The predpreygrass from doesburg11

A Predator-Prey-Grass multiagent learning environment

Explanation of the agents, the environment and the learning algorithm

A multi-agent reinforcement learning environment trained using Proximal Policy Optimization (PPO) is employed. Predators (red) and Prey (blue) both expend energy moving around, and replenish it by eating. Prey eat Grass (green), and Predators eat Prey if they end up on the same grid cell. This simulation represents a predator-prey-grass ecosystem within a multi-agent reinforcement learning framework. Agents, Predators and Prey, learn to execute movement actions based on their partially observable environment to maximize cumulative reward.

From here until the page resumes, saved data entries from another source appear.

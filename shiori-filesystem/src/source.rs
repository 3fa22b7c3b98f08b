use std::path::{Path, PathBuf};

use shiori_state::{FS_METADATA, SearchResult, Series, SourceId};
use walkdir::WalkDir;

use crate::{SourceError, SourceResult};

const IMAGE_EXTENSIONS: &[&str] = &["jpg", "jpeg", "png", "webp", "gif"];
const COVER_FILE_STEM: &str = "cover";
const DESCRIPTION_FILENAME: &str = "description.txt";
// The series directory itself, plus one level of chapter directories.
const COVER_SEARCH_DEPTH: usize = 2;

/// A source that treats each directory directly under `root` as a series.
///
/// The directory name is both the series' source ID and its title. The cover is
/// an image named `cover.*` if there is one, otherwise the first image found.
#[derive(Debug, Clone)]
pub struct FilesystemSource {
    root: PathBuf,
    page_size: usize,
}

impl FilesystemSource {
    /// The number of series per page when nothing else is configured.
    pub const DEFAULT_PAGE_SIZE: usize = 24;

    /// Create a source rooted at `root`, returning at most `page_size` series
    /// per page.
    pub fn new(root: impl Into<PathBuf>, page_size: usize) -> Self {
        Self {
            root: root.into(),
            page_size: page_size.max(1),
        }
    }

    /// The library root this source reads from.
    pub fn root(&self) -> &Path {
        &self.root
    }

    /// Return the `page`th page (1-based) of series whose titles contain `query`,
    /// ignoring case. An empty query matches every series.
    ///
    /// # Errors
    ///
    /// Returns an error if the root is missing or cannot be read.
    pub fn search(&self, query: &str, page: u32) -> SourceResult<SearchResult> {
        let query = query.trim().to_lowercase();
        let mut series = self.list_series()?;
        if !query.is_empty() {
            series.retain(|s| s.title.to_lowercase().contains(&query));
        }

        let offset = (page.max(1) as usize - 1) * self.page_size;
        let has_more = offset + self.page_size < series.len();
        let series_list = series
            .into_iter()
            .skip(offset)
            .take(self.page_size)
            .collect();

        Ok(SearchResult {
            series_list,
            has_more,
        })
    }

    fn list_series(&self) -> SourceResult<Vec<Series>> {
        if !self.root.is_dir() {
            return Err(SourceError::RootMissing(self.root.clone()));
        }
        let root = std::path::absolute(&self.root).unwrap_or_else(|_| self.root.clone());

        let io_error = |source| SourceError::Io {
            path: root.clone(),
            source,
        };

        let mut series = Vec::new();
        for entry in std::fs::read_dir(&root).map_err(io_error)? {
            let path = entry.map_err(io_error)?.path();
            if !path.is_dir() {
                continue;
            }
            let Some(name) = path.file_name().and_then(|n| n.to_str()) else {
                continue;
            };
            if name.starts_with('.') {
                continue;
            }
            series.push(read_series(&path, name)?);
        }

        series.sort_by(|a, b| {
            a.title
                .to_lowercase()
                .cmp(&b.title.to_lowercase())
                .then_with(|| a.title.cmp(&b.title))
        });
        Ok(series)
    }
}

fn read_series(dir: &Path, name: &str) -> SourceResult<Series> {
    let remote_cover_url = find_cover(dir)?
        .map(|path| path.to_string_lossy().into_owned())
        .unwrap_or_default();
    let description = std::fs::read_to_string(dir.join(DESCRIPTION_FILENAME))
        .map(|d| d.trim().to_string())
        .unwrap_or_default();

    Ok(Series {
        extension_id: FS_METADATA,
        source_id: SourceId::from(name),
        title: name.to_string(),
        remote_cover_url,
        description,
    })
}

fn find_cover(dir: &Path) -> SourceResult<Option<PathBuf>> {
    let mut images = Vec::new();
    for entry in WalkDir::new(dir)
        .min_depth(1)
        .max_depth(COVER_SEARCH_DEPTH)
        .sort_by_file_name()
    {
        let entry = entry?;
        if entry.file_type().is_file() && is_image(entry.path()) {
            images.push(entry.into_path());
        }
    }

    let named_cover = images.iter().position(|path| {
        path.file_stem()
            .and_then(|stem| stem.to_str())
            .is_some_and(|stem| stem.eq_ignore_ascii_case(COVER_FILE_STEM))
    });
    Ok(match named_cover {
        Some(index) => Some(images.swap_remove(index)),
        None => images.into_iter().next(),
    })
}

fn is_image(path: &Path) -> bool {
    path.extension()
        .and_then(|ext| ext.to_str())
        .is_some_and(|ext| IMAGE_EXTENSIONS.iter().any(|e| ext.eq_ignore_ascii_case(e)))
}

#[cfg(test)]
mod tests {
    use super::*;

    fn make_series_dir(root: &Path, name: &str, files: &[&str]) {
        let dir = root.join(name);
        std::fs::create_dir_all(&dir).unwrap();
        for file in files {
            let path = dir.join(file);
            std::fs::create_dir_all(path.parent().unwrap()).unwrap();
            std::fs::write(path, b"").unwrap();
        }
    }

    fn titles(result: &SearchResult) -> Vec<&str> {
        result.series_list.iter().map(|s| s.title.as_str()).collect()
    }

    #[test]
    fn paginates_series_sorted_case_insensitively() {
        let root = tempfile::tempdir().unwrap();
        for name in ["delta", "Alpha", "charlie", "Bravo", "echo"] {
            make_series_dir(root.path(), name, &[]);
        }
        // Loose files and hidden directories are not series.
        std::fs::write(root.path().join("notes.txt"), b"").unwrap();
        make_series_dir(root.path(), ".trash", &[]);

        let source = FilesystemSource::new(root.path(), 2);

        let page = source.search("", 1).unwrap();
        assert_eq!(titles(&page), ["Alpha", "Bravo"]);
        assert!(page.has_more);

        let page = source.search("", 2).unwrap();
        assert_eq!(titles(&page), ["charlie", "delta"]);
        assert!(page.has_more);

        let page = source.search("", 3).unwrap();
        assert_eq!(titles(&page), ["echo"]);
        assert!(!page.has_more);

        let page = source.search("", 4).unwrap();
        assert!(page.series_list.is_empty());
        assert!(!page.has_more);
    }

    #[test]
    fn filters_by_title_ignoring_case() {
        let root = tempfile::tempdir().unwrap();
        for name in ["One Piece", "Onepunch", "Berserk"] {
            make_series_dir(root.path(), name, &[]);
        }

        let source = FilesystemSource::new(root.path(), FilesystemSource::DEFAULT_PAGE_SIZE);
        let page = source.search("  ONE ", 1).unwrap();
        assert_eq!(titles(&page), ["One Piece", "Onepunch"]);
        assert!(!page.has_more);

        let series = &page.series_list[0];
        assert_eq!(series.extension_id, FS_METADATA);
        assert_eq!(series.source_id, SourceId::from("One Piece"));
    }

    #[test]
    fn prefers_named_cover_over_first_image() {
        let root = tempfile::tempdir().unwrap();
        make_series_dir(
            root.path(),
            "with-cover",
            &["01/001.png", "a.jpg", "Cover.JPG", "readme.md"],
        );
        make_series_dir(root.path(), "without-cover", &["02/010.webp", "02/002.webp"]);
        make_series_dir(root.path(), "no-images", &["info.txt"]);

        let source = FilesystemSource::new(root.path(), 10);
        let page = source.search("", 1).unwrap();
        let cover_of = |title: &str| {
            let series = page.series_list.iter().find(|s| s.title == title).unwrap();
            PathBuf::from(&series.remote_cover_url)
        };

        assert_eq!(cover_of("with-cover").file_name().unwrap(), "Cover.JPG");
        assert!(cover_of("with-cover").is_absolute());
        assert_eq!(cover_of("without-cover").file_name().unwrap(), "002.webp");
        assert_eq!(cover_of("no-images"), PathBuf::new());
    }

    #[test]
    fn reads_optional_description() {
        let root = tempfile::tempdir().unwrap();
        make_series_dir(root.path(), "Described", &[]);
        std::fs::write(
            root.path().join("Described").join(DESCRIPTION_FILENAME),
            "  A long story.\n",
        )
        .unwrap();
        make_series_dir(root.path(), "Plain", &[]);

        let page = FilesystemSource::new(root.path(), 10).search("", 1).unwrap();
        assert_eq!(page.series_list[0].description, "A long story.");
        assert_eq!(page.series_list[1].description, "");
    }

    #[test]
    fn missing_root_is_an_error() {
        let root = tempfile::tempdir().unwrap();
        let source = FilesystemSource::new(root.path().join("nope"), 10);
        assert!(matches!(
            source.search("", 1),
            Err(SourceError::RootMissing(_))
        ));
    }
}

The environment is a bounded grid world and the agents move within a Von Neumann neighborhood.

The model demonstrates:

Bounded grid environment
Three agent types: Predator, Prey and Grass
Two learning agent types: Predator and Prey, learning to move in a Von Neumann neighborhood
Learning agents have partially observations of the entire model state; Prey can see farther than Predators
Learned behavior of Predators and Prey as such to avoid being eaten or starving to death
Predators and Prey loose energy due to movement and homeostasis
Grass gains energy due to photosynthesis
Dynamically removing agents from the grid when eaten (Prey and Grass) or starving to death (Predator and Prey)
Grass is removed from grid after being eaten by prey, but regrows at the same spot after a certain number of steps
Episode ends when either all Predators or all Prey are dead
Restricted to one similar agent type per cell

High-level breakdown of the algorithm's step function:

Predator Actions: If the agent is a Predator and it's alive, it checks if the Predator has positive energy. If it does, the Predator moves and the model state is updated. If the predator lands on a cell with prey, it selects the prey to eat and to be removed at the end of a cycle (AEC). Otherwise, if the Predator has no positive energy left, it is being selected to become inactive at the end of a cycle.
Prey Actions: If the agent is a prey and it's alive, it checks if the prey has positive energy. If it does, the prey moves and the model state is updated. If the prey lands on a cell with grass it selects the grass to eat and to be removed ath the end of a cycle. If the prey has no energy left, it is being selected to become inactive at the end of a cycle.
End of Cycle Actions: If it's the last step in the PettingZoo cycle (AEC), the function removes agents that have starved to death or have been eaten, and updates the rewards for the remaining agents. It also increments the number of cycles. If the energy of an agent (Predator or Prey) has reached a certain replication-treshold it reproduces a new agent at a random empty spot in the grid environment and the parent transfers a part of its energy to the child.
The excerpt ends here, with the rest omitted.